• Exercise goal: For the data below, restate word for word only the lines from the line containing "use std::str::FromStr;" through the line containing "Module to transmit.", both ends included.

***** Material for this exercise *****

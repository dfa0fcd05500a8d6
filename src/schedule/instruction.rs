//! Worker instructions and their text form.
//!
//! Programs travel to workers as newline-separated text:
//!
//! ```text
//! SEND A 1
//! RECV B
//! MERG R B
//! END R
//! ```
//!
//! A worker with nothing to do gets the single line `X`.

use std::fmt;
use std::str::FromStr;

/// Text of a program with no instructions.
pub const EMPTY_PROGRAM: &str = "X";

/// One step of a worker program.
#[derive(Debug, Clone, PartialEq, Eq, Hash, serde::Serialize)]
#[serde(tag = "op", rename_all = "UPPERCASE")]
pub enum Instruction {
    /// Transmit `module` to worker `target` through the coordinator.
    Send {
        /// Module to transmit.
        module: String,
        /// Destination worker id.
        target: usize,
    },
    /// Wait until `module` has arrived and store it.
    Recv {
        /// Module expected.
        module: String,
    },
    /// Substitute `son` into `parent`.
    #[serde(rename = "MERG")]
    Merge {
        /// Module receiving the substitution.
        parent: String,
        /// Module substituted in.
        son: String,
    },
    /// Deliver `module` as the final result and stop.
    End {
        /// The root module.
        module: String,
    },
}

impl Instruction {
    /// Opcode text.
    pub fn opcode(&self) -> &'static str {
        match self {
            Self::Send { .. } => "SEND",
            Self::Recv { .. } => "RECV",
            Self::Merge { .. } => "MERG",
            Self::End { .. } => "END",
        }
    }
}

impl fmt::Display for Instruction {
    fn fmt(&self, f: &mut fmt::Formatter<'_>) -> fmt::Result {
        match self {
            Self::Send { module, target } => write!(f, "SEND {module} {target}"),
            Self::Recv { module } => write!(f, "RECV {module}"),
            Self::Merge { parent, son } => write!(f, "MERG {parent} {son}"),
            Self::End { module } => write!(f, "END {module}"),
        }
    }
}

/// Failure to parse instruction text.
#[derive(Debug, Clone, PartialEq, Eq, thiserror::Error)]
pub enum ParseInstructionError {
    /// The line is empty.
    #[error("empty instruction")]
    Empty,
    /// The opcode is not one of SEND, RECV, MERG, END.
    #[error("unknown opcode {0:?}")]
    UnknownOpcode(String),
    /// Wrong number of operands for the opcode.
    #[error("{opcode} expects {expected} operands, got {actual}")]
    Arity {
        /// Opcode of the line.
        opcode: &'static str,
        /// Required operand count.
        expected: usize,
        /// Operands present.
        actual: usize,
    },
    /// SEND target is not a worker id.
    #[error("invalid SEND target {0:?}")]
    InvalidTarget(String),
}

impl FromStr for Instruction {
    type Err = ParseInstructionError;

    /// # Examples
    ///
    /// ```
    /// use pla_compose::schedule::Instruction;
    ///
    /// let send: Instruction = "SEND M2 1".parse().unwrap();
    /// assert_eq!(send, Instruction::Send { module: "M2".into(), target: 1 });
    /// assert!("JUMP M2".parse::<Instruction>().is_err());
    /// ```
    fn from_str(s: &str) -> Result<Self, Self::Err> {
        let mut words = s.split_whitespace();
        let opcode = words.next().ok_or(ParseInstructionError::Empty)?;
        let operands: Vec<&str> = words.collect();
        let arity = |opcode: &'static str, expected: usize| {
            if operands.len() == expected {
                Ok(())
            } else {
                Err(ParseInstructionError::Arity {
                    opcode,
                    expected,
                    actual: operands.len(),
                })
            }
        };

        match opcode {
            "SEND" => {
                arity("SEND", 2)?;
                let target = operands[1]
                    .parse()
                    .map_err(|_| ParseInstructionError::InvalidTarget(operands[1].to_string()))?;
                Ok(Self::Send {
                    module: operands[0].to_string(),
                    target,
                })
            }
            "RECV" => {
                arity("RECV", 1)?;
                Ok(Self::Recv {
                    module: operands[0].to_string(),
                })
            }
            "MERG" => {
                arity("MERG", 2)?;
                Ok(Self::Merge {
                    parent: operands[0].to_string(),
                    son: operands[1].to_string(),
                })
            }
            "END" => {
                arity("END", 1)?;
                Ok(Self::End {
                    module: operands[0].to_string(),
                })
            }
            other => Err(ParseInstructionError::UnknownOpcode(other.to_string())),
        }
    }
}

/// An ordered instruction list for one worker.
#[derive(Debug, Clone, Default, PartialEq, Eq, serde::Serialize)]
#[serde(transparent)]
pub struct Program {
    instructions: Vec<Instruction>,
}

impl Program {
    /// Creates an empty program.
    pub fn new() -> Self {
        Self::default()
    }

    /// Appends an instruction.
    pub fn push(&mut self, instruction: Instruction) {
        self.instructions.push(instruction);
    }

    /// Instructions in execution order.
    pub fn instructions(&self) -> &[Instruction] {
        &self.instructions
    }

    /// Number of instructions.
    pub fn len(&self) -> usize {
        self.instructions.len()
    }

    /// `true` when the worker has nothing to do.
    pub fn is_empty(&self) -> bool {
        self.instructions.is_empty()
    }

    /// Wire text: one `\n`-terminated line per instruction, or `X` when
    /// empty.
    pub fn to_text(&self) -> String {
        if self.is_empty() {
            return EMPTY_PROGRAM.to_string();
        }
        self.instructions
            .iter()
            .map(|instruction| format!("{instruction}\n"))
            .collect()
    }

    /// Parses wire text. Blank lines are skipped; `X` alone is the empty
    /// program.
    ///
    /// # Examples
    ///
    /// ```
    /// use pla_compose::schedule::Program;
    ///
    /// let program = Program::parse("RECV A\nMERG R A\nEND R\n").unwrap();
    /// assert_eq!(program.len(), 3);
    /// assert_eq!(program.to_text(), "RECV A\nMERG R A\nEND R\n");
    /// assert!(Program::parse("X").unwrap().is_empty());
    /// ```
    pub fn parse(text: &str) -> Result<Self, ParseInstructionError> {
        if text.trim() == EMPTY_PROGRAM {
            return Ok(Self::new());
        }
        text.lines()
            .filter(|line| !line.trim().is_empty())
            .map(str::parse)
            .collect::<Result<Vec<_>, _>>()
            .map(|instructions| Self { instructions })
    }
}

impl FromIterator<Instruction> for Program {
    fn from_iter<I: IntoIterator<Item = Instruction>>(iter: I) -> Self {
        Self {
            instructions: iter.into_iter().collect(),
        }
    }
}

impl<'a> IntoIterator for &'a Program {
    type Item = &'a Instruction;
    type IntoIter = std::slice::Iter<'a, Instruction>;

    fn into_iter(self) -> Self::IntoIter {
        self.instructions.iter()
    }
}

*****

• Answer space:
use std::str::FromStr;

/// Text of a program with no instructions.
pub const EMPTY_PROGRAM: &str = "X";

/// One step of a worker program.
#[derive(Debug, Clone, PartialEq, Eq, Hash, serde::Serialize)]
#[serde(tag = "op", rename_all = "UPPERCASE")]
pub enum Instruction {
    /// Transmit `module` to worker `target` through the coordinator.
    Send {
        /// Module to transmit.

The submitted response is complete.